Aim of the exercise
Could you retype, exactly as written, every line from the top of the records through the line that contains "pub const BRY: &str"?

[Source data]
________________________________________

//! Note records as stored by the remote data store, and the mapping between
//! their flat numeric fields and `Anchor`.

use crate::anchor::{Anchor, Corners};
use crate::geometry::DiagramPoint;
use crate::id::{DiagramId, NoteId};
use serde::{Deserialize, Serialize};
use serde_json::{Map, Value};

/// Decimal places kept for stored coordinates.
pub const COORD_PRECISION: i32 = 5;

pub mod fields {
    pub const ID: &str = "Id";
    pub const DIAGRAM_ID: &str = "FlowId__c";
    pub const TEXT: &str = "NoteText__c";
    pub const CREATED_DATE: &str = "CreatedDate";
    pub const TLX: &str = "TLX__c";
    pub const TLY: &str = "TLY__c";
    pub const TRX: &str = "TRX__c";
    pub const TRY: &str = "TRY__c";
    pub const BLX: &str = "BLX__c";
    pub const BLY: &str = "BLY__c";
    pub const BRX: &str = "BRX__c";
    pub const BRY: &str = "BRY__c";
    pub const CENTER_X: &str = "CenterX__c";
    pub const CENTER_Y: &str = "CenterY__c";
    pub const TOP: &str = "Top__c";
    pub const LEFT: &str = "Left__c";

    /// Every anchor-related field, in query order.
    pub const ANCHOR: [&str; 12] = [
        TLX, TLY, TRX, TRY, BLX, BLY, BRX, BRY, CENTER_X, CENTER_Y, TOP, LEFT,
    ];
}

/// A note record as returned by a query.
///
/// Every field is optional on the wire; a record missing its id is dropped
/// by the store rather than failing the whole result set.
#[derive(Debug, Clone, Default, PartialEq, Serialize, Deserialize)]
pub struct NoteRecord {
    #[serde(rename = "Id", default)]
    pub id: Option<NoteId>,
    #[serde(rename = "FlowId__c", default)]
    pub diagram_id: Option<DiagramId>,
    #[serde(rename = "NoteText__c", default)]
    pub text: Option<String>,
    #[serde(rename = "CreatedDate", default)]
    pub created_date: Option<String>,
    #[serde(rename = "TLX__c", default)]
    pub tlx: Option<f64>,
    #[serde(rename = "TLY__c", default)]
    pub tly: Option<f64>,
    #[serde(rename = "TRX__c", default)]
    pub trx: Option<f64>,
    #[serde(rename = "TRY__c", default)]
    pub try_: Option<f64>,
    #[serde(rename = "BLX__c", default)]
    pub blx: Option<f64>,
    #[serde(rename = "BLY__c", default)]
    pub bly: Option<f64>,
    #[serde(rename = "BRX__c", default)]
    pub brx: Option<f64>,
    #[serde(rename = "BRY__c", default)]
    pub bry: Option<f64>,
    #[serde(rename = "CenterX__c", default)]
    pub center_x: Option<f64>,
    #[serde(rename = "CenterY__c", default)]
    pub center_y: Option<f64>,
    #[serde(rename = "Top__c", default)]
    pub top: Option<f64>,
    #[serde(rename = "Left__c", default)]
    pub left: Option<f64>,
}

fn pair(x: Option<f64>, y: Option<f64>) -> Option<DiagramPoint> {
    let p = DiagramPoint::new(x?, y?);
    p.is_finite().then_some(p)
}

impl NoteRecord {
    /// Rebuild the anchor verbatim from stored fields.
    ///
    /// Three corners are the minimum for a corner anchor. Otherwise a
    /// top/left pair (or a lone top-left corner) gives a point anchor with
    /// the default note size. `None` when nothing usable was stored.
    pub fn anchor(&self, default_width: f64, default_height: f64) -> Option<Anchor> {
        let tl = pair(self.tlx, self.tly);
        let tr = pair(self.trx, self.try_);
        let bl = pair(self.blx, self.bly);
        if let (Some(top_left), Some(top_right), Some(bottom_left)) = (tl, tr, bl) {
            return Some(Anchor::Corners(Corners {
                top_left,
                top_right,
                bottom_left,
                bottom_right: pair(self.brx, self.bry),
                center: pair(self.center_x, self.center_y),
            }));
        }
        let origin = tl.or_else(|| pair(self.left, self.top))?;
        Some(Anchor::Point {
            origin,
            width: default_width,
            height: default_height,
            captured_scale: None,
        })
    }
}

/// Flatten an anchor into record fields, rounded to storage precision.
pub fn anchor_fields(anchor: &Anchor) -> Map<String, Value> {
    let mut out = Map::new();
    let mut put = |name: &str, p: DiagramPoint, x_field: bool| {
        let p = p.rounded(COORD_PRECISION);
        out.insert(name.to_string(), Value::from(if x_field { p.x } else { p.y }));
    };
    match anchor {
        Anchor::Corners(c) => {
            put(fields::TLX, c.top_left, true);
            put(fields::TLY, c.top_left, false);
            put(fields::TRX, c.top_right, true);
            put(fields::TRY, c.top_right, false);
            put(fields::BLX, c.bottom_left, true);
            put(fields::BLY, c.bottom_left, false);
            if let Some(br) = c.bottom_right {
                put(fields::BRX, br, true);
                put(fields::BRY, br, false);
            }
            if let Some(center) = c.center {
                put(fields::CENTER_X, center, true);
                put(fields::CENTER_Y, center, false);
            }
        }
        Anchor::Point { origin, .. } => {
            put(fields::LEFT, *origin, true);
            put(fields::TOP, *origin, false);
        }
    }
    out
}

/// A note about to be created.
#[derive(Debug, Clone, PartialEq)]
pub struct NoteDraft {
    pub diagram_id: DiagramId,
    pub text: String,
    pub anchor: Option<Anchor>,
}

impl NoteDraft {
    /// All fields of the create payload, before capability filtering.
    pub fn to_fields(&self) -> Map<String, Value> {
        let mut out = Map::new();
        out.insert(
            fields::DIAGRAM_ID.to_string(),
            Value::from(self.diagram_id.as_str()),
        );
        out.insert(fields::TEXT.to_string(), Value::from(self.text.as_str()));
        if let Some(anchor) = &self.anchor {
            out.extend(anchor_fields(anchor));
        }
        out
    }
}
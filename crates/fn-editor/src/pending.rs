//! Generation tickets for async operations.
//!
//! Every remote call started on behalf of an overlay takes a ticket. When the
//! call settles, the completion handler checks the ticket before touching the
//! overlay; destroying the overlay, or starting a newer call of the same kind
//! for it, makes older tickets stale so their results are dropped.

use fn_core::OverlayId;
use std::collections::HashMap;

/// Independent lanes of work on one overlay. A ticket only supersedes
/// tickets of its own kind.
#[derive(Debug, Clone, Copy, PartialEq, Eq, Hash)]
pub enum OpKind {
    /// Save, update or delete started from the overlay's buttons.
    Edit,
    /// Anchor write-back after a drag.
    Anchor,
    /// Fetching notes for display.
    Query,
}

#[derive(Debug, Clone, Copy, PartialEq, Eq, Hash)]
pub struct Ticket {
    owner: OverlayId,
    kind: OpKind,
    generation: u64,
}

impl Ticket {
    pub fn owner(&self) -> OverlayId {
        self.owner
    }

    pub fn kind(&self) -> OpKind {
        self.kind
    }
}

#[derive(Debug, Default)]
pub struct OpTracker {
    live: HashMap<(OverlayId, OpKind), u64>,
    next: u64,
}

impl OpTracker {
    pub fn new() -> Self {
        Self::default()
    }

    /// Start an operation for `owner`, superseding any of the same kind in
    /// flight.
    pub fn begin(&mut self, owner: OverlayId, kind: OpKind) -> Ticket {
        self.next += 1;
        if self.live.insert((owner, kind), self.next).is_some() {
            log::debug!("{kind:?} operation for {owner} superseded");
        }
        Ticket {
            owner,
            kind,
            generation: self.next,
        }
    }

    pub fn is_current(&self, ticket: Ticket) -> bool {
        self.live.get(&(ticket.owner, ticket.kind)) == Some(&ticket.generation)
    }

    /// Settle `ticket`. Returns whether its result should still be applied.
    pub fn finish(&mut self, ticket: Ticket) -> bool {
        if self.is_current(ticket) {
            self.live.remove(&(ticket.owner, ticket.kind));
            true
        } else {
            log::debug!("dropping stale {:?} completion for {}", ticket.kind, ticket.owner);
            false
        }
    }

    /// Whether `owner` has an operation of `kind` in flight.
    pub fn in_flight(&self, owner: OverlayId, kind: OpKind) -> bool {
        self.live.contains_key(&(owner, kind))
    }

    /// Forget every outstanding ticket of `owner`, whatever its kind.
    pub fn invalidate(&mut self, owner: OverlayId) {
        self.live.retain(|(id, _), _| *id != owner);
    }
}

#[cfg(test)]
mod tests {
    use super::*;

    #[test]
    fn newer_ticket_supersedes() {
        let mut ops = OpTracker::new();
        let id = OverlayId::transient();
        let first = ops.begin(id, OpKind::Edit);
        let second = ops.begin(id, OpKind::Edit);
        assert!(!ops.is_current(first));
        assert!(!ops.finish(first));
        assert!(ops.in_flight(id, OpKind::Edit));
        assert!(ops.finish(second));
        assert!(!ops.in_flight(id, OpKind::Edit));
    }

    #[test]
    fn anchor_write_leaves_edit_in_flight() {
        let mut ops = OpTracker::new();
        let id = OverlayId::transient();
        let update = ops.begin(id, OpKind::Edit);
        let moved = ops.begin(id, OpKind::Anchor);
        assert!(ops.finish(moved));
        assert!(ops.finish(update));
    }

    #[test]
    fn invalidate_drops_every_kind() {
        let mut ops = OpTracker::new();
        let id = OverlayId::transient();
        let edit = ops.begin(id, OpKind::Edit);
        let anchor = ops.begin(id, OpKind::Anchor);
        ops.invalidate(id);
        assert!(!ops.finish(edit));
        assert!(!ops.finish(anchor));
    }

    #[test]
    fn tickets_are_per_owner() {
        let mut ops = OpTracker::new();
        let a = ops.begin(OverlayId::transient(), OpKind::Edit);
        let b = ops.begin(OverlayId::transient(), OpKind::Edit);
        assert!(ops.finish(a));
        assert!(ops.finish(b));
    }
}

________________________________________

Output
//! Note records as stored by the remote data store, and the mapping between
//! their flat numeric fields and `Anchor`.

use crate::anchor::{Anchor, Corners};
use crate::geometry::DiagramPoint;
use crate::id::{DiagramId, NoteId};
use serde::{Deserialize, Serialize};
use serde_json::{Map, Value};

/// Decimal places kept for stored coordinates.
pub const COORD_PRECISION: i32 = 5;

pub mod fields {
    pub const ID: &str = "Id";
    pub const DIAGRAM_ID: &str = "FlowId__c";
    pub const TEXT: &str = "NoteText__c";
    pub const CREATED_DATE: &str = "CreatedDate";
    pub const TLX: &str = "TLX__c";
    pub const TLY: &str = "TLY__c";
    pub const TRX: &str = "TRX__c";
    pub const TRY: &str = "TRY__c";
    pub const BLX: &str = "BLX__c";
    pub const BLY: &str = "BLY__c";
    pub const BRX: &str = "BRX__c";
    pub const BRY: &str = "BRY__c";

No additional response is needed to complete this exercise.